Content starts

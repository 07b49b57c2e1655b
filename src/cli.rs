use crate::config::ServerConfig;
use crate::error::ServerResult;
use clap::Parser;
use std::path::PathBuf;

/// Command-line interface of the file server
#[derive(Debug, Clone, Parser)]
#[command(name = "lan-http")]
#[command(about = "Serve a directory over HTTP on the local network")]
#[command(version)]
pub struct Cli {
    /// Port to listen on (default: 8080)
    #[arg(short, long)]
    pub port: Option<u16>,

    /// Web root directory (default: .)
    #[arg(short = 'w', long = "www", value_name = "DIR")]
    pub root_dir: Option<PathBuf>,

    /// Number of worker threads (default: 4)
    #[arg(short = 't', long = "threads")]
    pub worker_threads: Option<usize>,

    /// Load settings from a JSON file; flags override its values
    #[arg(short, long, value_name = "FILE")]
    pub config: Option<PathBuf>,

    /// Write the effective configuration to a JSON file and exit
    #[arg(long, value_name = "FILE")]
    pub save_config: Option<PathBuf>,
}

impl Cli {
    /// Build the effective configuration: JSON file first, then flags
    pub fn to_config(&self) -> ServerResult<ServerConfig> {
        let mut config = match &self.config {
            Some(path) => ServerConfig::from_json_file(path)?,
            None => ServerConfig::new(),
        };

        if let Some(port) = self.port {
            config = config.with_port(port);
        }
        if let Some(root) = &self.root_dir {
            config = config.with_root_dir(root);
        }
        if let Some(threads) = self.worker_threads {
            config = config.with_worker_threads(threads);
        }

        Ok(config)
    }
}
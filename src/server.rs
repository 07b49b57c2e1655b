use crate::acceptor::{ConnectionAcceptor, StopHandle};
use crate::config::ServerConfig;
use crate::error::ServerResult;
use crate::pool::WorkerPool;
use log::info;
use std::net::SocketAddr;
use std::sync::Arc;

/// The listening socket plus the pool that serves it
pub struct Server {
    config: Arc<ServerConfig>,
    acceptor: ConnectionAcceptor,
    pool: WorkerPool,
}

impl Server {
    /// Validate `config`, start the workers and bind the listener
    pub fn bind(config: ServerConfig) -> ServerResult<Self> {
        config.validate()?;

        let acceptor = ConnectionAcceptor::new(config.socket_address())?;
        let pool = WorkerPool::new(config.worker_threads)?;

        Ok(Self {
            config: Arc::new(config),
            acceptor,
            pool,
        })
    }

    pub fn local_addr(&self) -> SocketAddr {
        self.acceptor.local_addr()
    }

    /// Handle that ends [`run`](Self::run) from another thread
    pub fn stop_handle(&self) -> StopHandle {
        self.acceptor.stop_handle()
    }

    /// Serve until stopped, then wait for in-flight connections to finish
    pub fn run(mut self) -> ServerResult<()> {
        info!("Server running on port {}", self.local_addr().port());
        info!("Web root directory: {}", self.config.root_dir.display());
        info!("Thread pool size: {}", self.pool.size());

        self.acceptor.run(&self.pool, &self.config);

        info!("Waiting for workers to finish");
        self.pool.shutdown();
        Ok(())
    }
}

Content ends

**TASK DIRECTIONS**
Return, from the data, each line where the string "effective" occurs.

**ANSWER BOX**
    /// Write the effective configuration to a JSON file and exit
    /// Build the effective configuration: JSON file first, then flags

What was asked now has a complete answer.